The Virgin Valley Water District (VVWD) is nearing completion of a budget for fiscal year 2016-2017 that includes several major projects that were at times controversial amongst the board members.
At the April 7 special budget meeting, the board reviewed budget recommendations for the final budget hearing on May 17.
The board unanimously has included construction of a second line across the Virgin River, a new tank and line to the Sun City area and water system pressure improvements for both the Bella Horizon subdivision and Sun City. The second line across the Virgin River was controversial and a vote to fund the project failed three times before passing in March, when directors Sandra Ramaker and Bubba Smith changed their vote to support the line.
Also included are major maintenance projects such as the repair of the Airport water tank and spending over $1,000,000 on replacing pipes.
Total expenditures for the new fiscal year in the tentative budget would be $17,621,846 an increase of over $1,106,567 over the 2015-2016 budget. The proposed budget would require the district to use monies in various savings and designated funding accounts to balance the budget.
District manager Kevin Brown showed the board a long-range plan for bringing the district into the “black” so that the use of cash reserves would be eliminated by 2019. With the proposed budget, the district will still have over $7,000,000 in cash reserves. According to Brown, several factors will allow the district to stop using reserve funds including the recent rate increase and paying off bonds.
Although not directly part of the budget discussions for this fiscal year, Wolf Creek Golf Club general manager Darren Stanek addressed the board about the club’s concerns over the district raising fees for water shares leased by Wolf Creek. The leased shares expire in 2019, and the board has discussed raising the fees in previous meetings.
“There is confusion that a golf course can just raise rates,” said Stanek. Wolf Creek raised rack rates for the first time since 2007 and according to Stanek “We’ve seen about 800 less rounds.”
The board took no action but assured Stanek that the issue would be fully discussed before the expiration of the water share leases in 2019.
Board accountant Wesley Smith then reviewed the proposed budget section by section for board and public comment.
Kathy Bussman, controller for Wolf Creek Golf Club, asked Smith if the district simply used the last years’ budget and added a percentage or if the budget was based on “actual expenditures.” Smith replied that the budget was “zero based and not simply a percentage increase.” Smith added that the State of Nevada requires budget documents that show a comparison of expenditures between fiscal years and that can give the impression that they are simply using last fiscal year numbers.

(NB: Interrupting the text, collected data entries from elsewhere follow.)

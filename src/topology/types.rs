use chrono::{DateTime, Utc};
use serde::{Deserialize, Deserializer, Serialize};

use crate::graph::ElementClass;

/// Destination id OSPF routers use to advertise a default route.
pub const DEFAULT_ROUTE: &str = "0.0.0.0/0";

/// Decodes an explicit JSON `null` the same way as an absent field.
fn null_as_default<'de, D, T>(deserializer: D) -> Result<T, D::Error>
where
	D: Deserializer<'de>,
	T: Default + Deserialize<'de>,
{
	Ok(Option::<T>::deserialize(deserializer)?.unwrap_or_default())
}

/// Network numbers arrive either as display strings or as bare integers.
fn nn_label<'de, D>(deserializer: D) -> Result<Option<String>, D::Error>
where
	D: Deserializer<'de>,
{
	#[derive(Deserialize)]
	#[serde(untagged)]
	enum Raw {
		Text(String),
		Number(u64),
	}

	Ok(Option::<Raw>::deserialize(deserializer)?.map(|raw| match raw {
		Raw::Text(text) => text,
		Raw::Number(number) => number.to_string(),
	}))
}

/// One advertised destination of a router.
#[derive(Clone, Debug, Default, PartialEq, Eq, Serialize, Deserialize)]
pub struct NetworkLink {
	/// Destination prefix or router id.
	#[serde(default)]
	pub id: String,
	/// Type 1 metric.
	#[serde(default)]
	pub metric: Option<u32>,
	/// Type 2 external metric.
	#[serde(default, skip_serializing_if = "Option::is_none")]
	pub metric2: Option<u32>,
}

/// Destinations a router advertises, split by OSPF link type.
#[derive(Clone, Debug, Default, PartialEq, Eq, Serialize, Deserialize)]
pub struct Networks {
	#[serde(default, deserialize_with = "null_as_default")]
	/// Point-to-point links to other routers.
	pub router: Vec<NetworkLink>,
	/// Transit networks.
	#[serde(default, deserialize_with = "null_as_default")]
	pub network: Vec<NetworkLink>,
	/// External routes, including the default route.
	#[serde(default, deserialize_with = "null_as_default")]
	pub external: Vec<NetworkLink>,
	/// Stub networks.
	#[serde(default, deserialize_with = "null_as_default")]
	pub stubnet: Vec<NetworkLink>,
}

impl Networks {
	/// Cost at which this router advertises a default route, if it does.
	pub fn default_route_cost(&self) -> Option<u32> {
		self.external
			.iter()
			.find(|link| link.id == DEFAULT_ROUTE)
			.and_then(|link| link.metric.or(link.metric2))
	}
}

/// A `[node_id, cost]` step of an exit path. Hop zero has no cost.
#[derive(Clone, Debug, PartialEq, Eq, Serialize, Deserialize)]
pub struct ExitHop(pub String, pub Option<u32>);

impl ExitHop {
	/// Router at this hop.
	pub fn node_id(&self) -> &str {
		&self.0
	}

	/// Cost of the link into this hop.
	pub fn cost(&self) -> Option<u32> {
		self.1
	}
}

/// Precomputed routes between a router and the network egress.
#[derive(Clone, Debug, Default, PartialEq, Eq, Serialize, Deserialize)]
pub struct ExitPaths {
	/// From the router to the egress.
	#[serde(default, deserialize_with = "null_as_default")]
	pub outbound: Vec<ExitHop>,
	/// From the egress back to the router.
	#[serde(rename = "return", default, deserialize_with = "null_as_default")]
	pub return_path: Vec<ExitHop>,
}

impl ExitPaths {
	/// Router ids along the outbound path.
	pub fn outbound_ids(&self) -> Vec<&str> {
		self.outbound.iter().map(ExitHop::node_id).collect()
	}

	/// Router ids along the return path.
	pub fn return_ids(&self) -> Vec<&str> {
		self.return_path.iter().map(ExitHop::node_id).collect()
	}

	/// A router whose outbound path is only itself is an egress.
	pub fn is_exit(&self) -> bool {
		self.outbound.len() == 1
	}

	/// The neighbor traffic leaves through on its way to the egress.
	pub fn first_hop(&self) -> Option<&str> {
		self.outbound.get(1).map(ExitHop::node_id)
	}
}

/// A router in a topology snapshot.
#[derive(Clone, Debug, Default, PartialEq, Eq, Serialize, Deserialize)]
pub struct Node {
	/// Router id, usually its loopback address.
	#[serde(default)]
	pub id: String,
	/// Network number, when the router belongs to the mesh.
	#[serde(default, deserialize_with = "nn_label")]
	pub nn: Option<String>,
	/// Numeric form of `nn`.
	#[serde(default, skip_serializing_if = "Option::is_none")]
	pub nn_int: Option<u32>,
	/// Cost of this router's own default route, if it is an egress.
	#[serde(default, skip_serializing_if = "Option::is_none")]
	pub exit_network_cost: Option<u32>,
	/// Whether the router lies within the requested search radius, as opposed
	/// to being pulled in only as the endpoint of an edge.
	#[serde(default, alias = "inNeighborSet", deserialize_with = "null_as_default")]
	pub in_neighbor_set: bool,
	/// Links the collector already knows were cut off by the search radius.
	#[serde(default, alias = "missingEdgeCount", deserialize_with = "null_as_default")]
	pub missing_edges: u32,
	/// Routes to and from the egress.
	#[serde(default, alias = "exitPaths", deserialize_with = "null_as_default")]
	pub exit_paths: ExitPaths,
	/// Advertised destinations.
	#[serde(default, deserialize_with = "null_as_default")]
	pub networks: Networks,
}

impl Node {
	/// Display label: the network number, falling back to the id.
	pub fn label(&self) -> &str {
		self.nn.as_deref().unwrap_or(&self.id)
	}
}

/// A single directed cost advertisement. `weight` is `None` when the
/// advertisement was withdrawn, as in outage simulation results.
#[derive(Clone, Debug, Default, PartialEq, Eq, Serialize, Deserialize)]
pub struct Edge {
	/// Advertising router.
	#[serde(default)]
	pub from: String,
	/// Neighbor the cost applies toward.
	#[serde(default)]
	pub to: String,
	/// Advertised cost.
	#[serde(default)]
	pub weight: Option<u32>,
}

impl Edge {
	/// A single advertisement.
	pub fn new(from: impl Into<String>, to: impl Into<String>, weight: Option<u32>) -> Self {
		Self {
			from: from.into(),
			to: to.into(),
			weight,
		}
	}

	/// Both endpoints are present and distinct.
	pub fn is_well_formed(&self) -> bool {
		!self.from.is_empty() && !self.to.is_empty() && self.from != self.to
	}
}

/// How an outage simulation classified the routers it touched.
#[derive(Clone, Debug, Default, PartialEq, Eq, Serialize, Deserialize)]
pub struct OutageLists {
	/// Routers left without a route to the egress.
	#[serde(default, deserialize_with = "null_as_default")]
	pub offline: Vec<String>,
	/// Routers the operator took down.
	#[serde(default, deserialize_with = "null_as_default")]
	pub removed: Vec<String>,
	/// Routers that still reach the egress over a new path.
	#[serde(default, deserialize_with = "null_as_default")]
	pub rerouted: Vec<String>,
}

impl OutageLists {
	/// Whether `id` lost its route to the egress.
	pub fn is_offline(&self, id: &str) -> bool {
		self.offline.iter().any(|offline| offline == id)
	}

	/// Outage tags for a router, in offline, removed, rerouted order.
	pub fn classify(&self, id: &str) -> Vec<ElementClass> {
		[
			(&self.offline, ElementClass::Offline),
			(&self.removed, ElementClass::Removed),
			(&self.rerouted, ElementClass::Rerouted),
		]
		.into_iter()
		.filter(|(ids, _)| ids.iter().any(|listed| listed == id))
		.map(|(_, class)| class)
		.collect()
	}

	/// Number of classified routers.
	pub fn affected_count(&self) -> usize {
		self.offline.len() + self.removed.len() + self.rerouted.len()
	}
}

/// A topology snapshot as delivered by the collector, optionally carrying
/// the classification lists of an outage simulation.
#[derive(Clone, Debug, Default, PartialEq, Serialize, Deserialize)]
pub struct Snapshot {
	/// Routers, in collector order.
	#[serde(default, deserialize_with = "null_as_default")]
	pub nodes: Vec<Node>,
	/// Directed advertisements, possibly several per pair.
	#[serde(default, deserialize_with = "null_as_default")]
	pub edges: Vec<Edge>,
	/// Collection time in seconds since the Unix epoch.
	#[serde(default, skip_serializing_if = "Option::is_none")]
	pub updated: Option<f64>,
	/// Outage classification. Empty outside simulation results.
	#[serde(default, alias = "outageLists", deserialize_with = "null_as_default")]
	pub outage_lists: OutageLists,
}

impl Snapshot {
	/// First router with id `id`.
	pub fn node(&self, id: &str) -> Option<&Node> {
		self.nodes.iter().find(|node| node.id == id)
	}

	/// Collection time, when the snapshot carries one.
	pub fn updated_at(&self) -> Option<DateTime<Utc>> {
		let updated = self.updated.filter(|secs| secs.is_finite())?;
		let secs = updated.floor();
		let nanos = ((updated - secs) * 1e9) as u32;
		DateTime::from_timestamp(secs as i64, nanos)
	}
}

Smith also briefed the board on insurance options for the next fiscal year. The district, as does the City of Mesquite, currently insures through Pool Pact which is an insurance program made up of local governments statewide. The district and the city have had issues over claims and both entities have provided notice to Pool Pact that they may not renew for the 2016-2017 fiscal year.
Mesquite resident John Williams suggested that the board prepare “various scenarios” and get in writing “how a claim would be handled by prospective insurers.” Willams said the board should “exercise due diligence” before selecting an insurer.

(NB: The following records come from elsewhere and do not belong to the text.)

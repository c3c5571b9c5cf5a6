//! Collector snapshot schema.

pub mod nn;
mod types;

pub use types::{
	DEFAULT_ROUTE, Edge, ExitHop, ExitPaths, NetworkLink, Networks, Node, OutageLists, Snapshot,
};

The board was given a detailed comparison by Mesquite insurance agent Bill Mitchell comparing Pool Pact with Traverlers Insurance. The board was told by Smith they would have to make a decision by their May meeting, and the premium would be added to the budget for the final hearing.

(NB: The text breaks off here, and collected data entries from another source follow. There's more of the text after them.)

use ospf_graph_view::graph::{EdgeElement, NodeElement, placeholder_owner};
use ospf_graph_view::{
	ElementClass, GraphElement, Snapshot, ViewSettings, build_explorer_elements,
	build_outage_elements,
};
use pretty_assertions::assert_eq;
use proptest::prelude::*;
use serde_json::{Value, json};

fn snapshot(value: Value) -> Snapshot {
	serde_json::from_value(value).expect("fixture decodes")
}

fn nodes(elements: &[GraphElement]) -> Vec<&NodeElement> {
	elements.iter().filter_map(GraphElement::as_node).collect()
}

fn edges(elements: &[GraphElement]) -> Vec<&EdgeElement> {
	elements.iter().filter_map(GraphElement::as_edge).collect()
}

fn sorted(mut elements: Vec<GraphElement>) -> Vec<GraphElement> {
	elements.sort();
	elements
}

/// A four-router slice of the mesh around 10.69.0.3, with 10.70.0.4 outside
/// the search radius and two parallel advertisements toward it.
fn neighborhood() -> Snapshot {
	snapshot(json!({
		"nodes": [
			{
				"id": "10.69.0.1", "nn": "1", "in_neighbor_set": true, "missing_edges": 0,
				"exit_paths": {"outbound": [["10.69.0.1", null]], "return": [["10.69.0.1", null]]},
				"networks": {"external": [{"id": "0.0.0.0/0", "metric": 10}]}
			},
			{
				"id": "10.69.0.2", "nn": "2", "in_neighbor_set": true, "missing_edges": 0,
				"exit_paths": {
					"outbound": [["10.69.0.2", null], ["10.69.0.1", 10]],
					"return": [["10.69.0.1", null], ["10.69.0.2", 10]]
				}
			},
			{
				"id": "10.69.0.3", "nn": "3", "in_neighbor_set": true, "missing_edges": 0,
				"exit_paths": {
					"outbound": [["10.69.0.3", null], ["10.69.0.2", 100], ["10.69.0.1", 10]],
					"return": [["10.69.0.1", null], ["10.69.0.2", 10], ["10.69.0.3", 100]]
				}
			},
			{
				"id": "10.70.0.4", "in_neighbor_set": false, "missing_edges": 0,
				"exit_paths": {"outbound": null, "return": null}
			}
		],
		"edges": [
			{"from": "10.69.0.1", "to": "10.69.0.2", "weight": 10},
			{"from": "10.69.0.2", "to": "10.69.0.1", "weight": 10},
			{"from": "10.69.0.2", "to": "10.69.0.3", "weight": 100},
			{"from": "10.69.0.3", "to": "10.69.0.2", "weight": 100},
			{"from": "10.69.0.3", "to": "10.70.0.4", "weight": 10},
			{"from": "10.69.0.3", "to": "10.70.0.4", "weight": 100},
			{"from": "10.70.0.4", "to": "10.69.0.3", "weight": 10},
			{"from": "10.70.0.4", "to": "10.69.0.3", "weight": 100}
		],
		"updated": 1_680_000_000
	}))
}

#[test]
fn explorer_view_of_a_neighborhood() {
	let snapshot = neighborhood();
	let elements = build_explorer_elements(&snapshot, &ViewSettings::default(), Some("10.69.0.3"));

	let labels: Vec<(&str, &str)> = nodes(&elements)
		.iter()
		.map(|node| (node.id.as_str(), node.label.as_str()))
		.collect();
	assert_eq!(
		labels,
		vec![
			("10.69.0.1", "1"),
			("10.69.0.2", "2"),
			("10.69.0.3", "3"),
			("10.69.0.3_missing", "1 more"),
		]
	);
	assert!(nodes(&elements)[0].classes.contains(&ElementClass::Exit));
	assert!(nodes(&elements)[2].selected);

	let links: Vec<(&str, &str, Option<&str>, bool)> = edges(&elements)
		.iter()
		.map(|edge| {
			(
				edge.source.as_str(),
				edge.target.as_str(),
				edge.label.as_deref(),
				edge.classes.contains(&ElementClass::Egress),
			)
		})
		.collect();
	assert_eq!(
		links,
		vec![
			("10.69.0.1", "10.69.0.2", Some("10"), true),
			("10.69.0.2", "10.69.0.3", Some("100"), true),
			("10.69.0.3", "10.69.0.3_missing", None, false),
		]
	);
	assert_eq!(placeholder_owner("10.69.0.3_missing"), Some("10.69.0.3"));
	assert_eq!(snapshot.node("10.69.0.1").and_then(|node| node.networks.default_route_cost()), Some(10));
	assert_eq!(snapshot.updated_at().map(|at| at.timestamp()), Some(1_680_000_000));
}

#[test]
fn explorer_view_with_every_router_and_direction() {
	let settings = ViewSettings {
		both_directions: true,
		lowest_cost_only: true,
		include_egress: true,
		..Default::default()
	};
	let elements = build_explorer_elements(&neighborhood(), &settings, None);

	assert_eq!(nodes(&elements).len(), 4);
	assert_eq!(edges(&elements).len(), 6);
	let to_outside: Vec<Option<&str>> = edges(&elements)
		.iter()
		.filter(|edge| edge.source == "10.70.0.4" || edge.target == "10.70.0.4")
		.map(|edge| edge.label.as_deref())
		.collect();
	assert_eq!(to_outside, vec![Some("10"), Some("10")]);
	assert!(!elements.iter().any(|element| element.has_class(ElementClass::InvalidCosts)));
}

#[test]
fn search_radius_cutoff_becomes_a_count() {
	let snapshot = snapshot(json!({
		"nodes": [
			{"id": "A", "in_neighbor_set": true},
			{"id": "B", "in_neighbor_set": true},
			{"id": "C", "in_neighbor_set": false}
		],
		"edges": [
			{"from": "A", "to": "B", "weight": 10},
			{"from": "B", "to": "A", "weight": 10},
			{"from": "B", "to": "C", "weight": 5}
		]
	}));

	let elements = build_explorer_elements(&snapshot, &ViewSettings::default(), None);
	let output = serde_json::to_value(&elements).unwrap();
	assert_eq!(
		output,
		json!([
			{"group": "node", "id": "A", "label": "A", "classes": ["primaryNode"], "selected": false},
			{"group": "node", "id": "B", "label": "B", "classes": ["primaryNode"], "selected": false},
			{"group": "edge", "source": "A", "target": "B", "label": "10", "classes": []},
			{"group": "node", "id": "B_missing", "label": "1 more", "classes": ["invisibleNode"], "selected": false},
			{"group": "edge", "source": "B", "target": "B_missing", "classes": ["dashedEdge"]}
		])
	);
}

#[test]
fn asymmetric_costs_show_mismatch() {
	let snapshot = snapshot(json!({
		"nodes": [
			{"id": "A", "in_neighbor_set": true},
			{"id": "B", "in_neighbor_set": true}
		],
		"edges": [
			{"from": "A", "to": "B", "weight": 4},
			{"from": "B", "to": "A", "weight": 6}
		]
	}));
	let settings = ViewSettings {
		both_directions: false,
		lowest_cost_only: true,
		..Default::default()
	};
	let elements = build_explorer_elements(&snapshot, &settings, None);
	let links = edges(&elements);

	assert_eq!(links.len(), 1);
	assert_eq!((links[0].source.as_str(), links[0].target.as_str()), ("A", "B"));
	assert_eq!(links[0].label.as_deref(), Some("Mismatch"));
	assert!(links[0].classes.contains(&ElementClass::InvalidCosts));
}

#[test]
fn outage_view_of_a_simulation_result() {
	let snapshot = snapshot(json!({
		"nodes": [
			{
				"id": "10.69.0.1", "nn": "1",
				"exit_paths": {"outbound": [["10.69.0.1", null]], "return": [["10.69.0.1", null]]},
				"missing_edges": 0
			},
			{
				"id": "10.69.0.5", "nn": "5",
				"exit_paths": {
					"outbound": [["10.69.0.5", null], ["10.69.0.1", 10]],
					"return": [["10.69.0.1", null], ["10.69.0.5", 10]]
				},
				"missing_edges": 0
			},
			{"id": "X", "exit_paths": {"outbound": null, "return": null}, "missing_edges": 0},
			{"id": "Y", "exit_paths": {"outbound": null, "return": null}, "missing_edges": 0}
		],
		"edges": [
			{"from": "10.69.0.1", "to": "10.69.0.5", "weight": 10},
			{"from": "10.69.0.5", "to": "10.69.0.1", "weight": 10},
			{"from": "X", "to": "Y", "weight": null},
			{"from": "Y", "to": "X", "weight": null}
		],
		"outage_lists": {"offline": ["X"], "removed": ["Y"], "rerouted": ["10.69.0.5"]}
	}));
	let elements = build_outage_elements(&snapshot);

	let severed: Vec<&EdgeElement> = edges(&elements)
		.into_iter()
		.filter(|edge| edge.label.as_deref() == Some("X"))
		.collect();
	assert_eq!(severed.len(), 1);
	assert_eq!((severed[0].source.as_str(), severed[0].target.as_str()), ("X", "Y"));
	assert!(severed[0].classes.contains(&ElementClass::DashedEdge));

	let classes = |id: &str| -> Vec<ElementClass> {
		nodes(&elements)
			.into_iter()
			.find(|node| node.id == id)
			.map(|node| node.classes.iter().copied().collect())
			.unwrap_or_default()
	};
	assert_eq!(classes("X"), vec![ElementClass::PrimaryNode, ElementClass::Offline]);
	assert_eq!(classes("Y"), vec![ElementClass::PrimaryNode, ElementClass::Removed]);
	assert_eq!(classes("10.69.0.5"), vec![ElementClass::PrimaryNode, ElementClass::Rerouted]);
	assert_eq!(classes("10.69.0.1"), vec![ElementClass::PrimaryNode, ElementClass::Exit]);

	let toward_exit = edges(&elements)
		.into_iter()
		.find(|edge| edge.source == "10.69.0.5")
		.unwrap();
	assert_eq!(toward_exit.target, "10.69.0.1");
	assert_eq!(toward_exit.label, None);
	assert_eq!(edges(&elements).len(), 3);
}

#[test]
fn builders_are_idempotent() {
	let snapshot = neighborhood();
	for settings in [
		ViewSettings::default(),
		ViewSettings {
			both_directions: true,
			lowest_cost_only: false,
			include_egress: true,
			..Default::default()
		},
	] {
		let first = build_explorer_elements(&snapshot, &settings, Some("10.69.0.2"));
		let second = build_explorer_elements(&snapshot, &settings, Some("10.69.0.2"));
		assert_eq!(first, second);
	}
	assert_eq!(build_outage_elements(&snapshot), build_outage_elements(&snapshot));
}

proptest! {
	#[test]
	fn edge_order_does_not_change_the_view(
		edges in Just(neighborhood().edges).prop_shuffle(),
		both_directions in any::<bool>(),
		include_egress in any::<bool>(),
	) {
		let original = neighborhood();
		let mut shuffled = original.clone();
		shuffled.edges = edges;
		let settings = ViewSettings {
			both_directions,
			lowest_cost_only: true,
			include_egress,
			..Default::default()
		};

		prop_assert_eq!(
			sorted(build_explorer_elements(&original, &settings, Some("10.69.0.3"))),
			sorted(build_explorer_elements(&shuffled, &settings, Some("10.69.0.3")))
		);
		prop_assert_eq!(
			sorted(build_outage_elements(&original)),
			sorted(build_outage_elements(&shuffled))
		);
	}
}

At the request of board member Barbara Ellestad, manager Brown presented a memo that outlined a job description and compared costs for full-time legal counsel used by other local governments. Board Chair Nephi Julien told the public that the reason for the memo was to compare what the district was spending on outside counsel to what other jurisdictions are paying for full-time counsel. “We want to explore the option of moving to an in-house attorney,” said Julien. “This is not a reflection on any of the previous attorneys we have had in the last twenty years, but a discussion if there is a need to have someone focused 100 percent on our issues,” Julien added.
Last year the district spent over $165,000 on legal fees and the proposed budget for next fiscal year is the same. “We need to look and see if for that same amount of money we can have somebody that works just for us,” said Julien.
Board member Bubba Smith noted that “When we went to full-time accounting it made a huge difference.”
Ellestad suggested that the job description also include the attorney having responsibility for human resource work. “I think that is one of the big ones if we change insurance providers and we lose some of the HR support we get from Pool Pact.” Brown said that the current budget had funds for human resource consulting and those monies could be used instead for an attorney position.
The board decided to continue the discussion as part of the insurance issue at their meeting in May, and leave the proposed legal budget at $169,000 until they resolve the insurance carrier.
Ellestad then turned to staff salary increases, “I want to make sure the public understands what we have done on salaries. At the last budget meeting we unanimously voted for a five percent pay raise for all employees except manager Brown.” Brown was given a 7.5 percent increase at a previous meeting. Board member Bubba Smith noted that he was not at the budget meeting for the staff salary increase discussion but he believed “it was a very good decision.”
Manager Brown added that the last salary increase was in 2012.
The proposed budget will be filed with the state on April 15 for review, and a final budget will go to the state no later than May 31.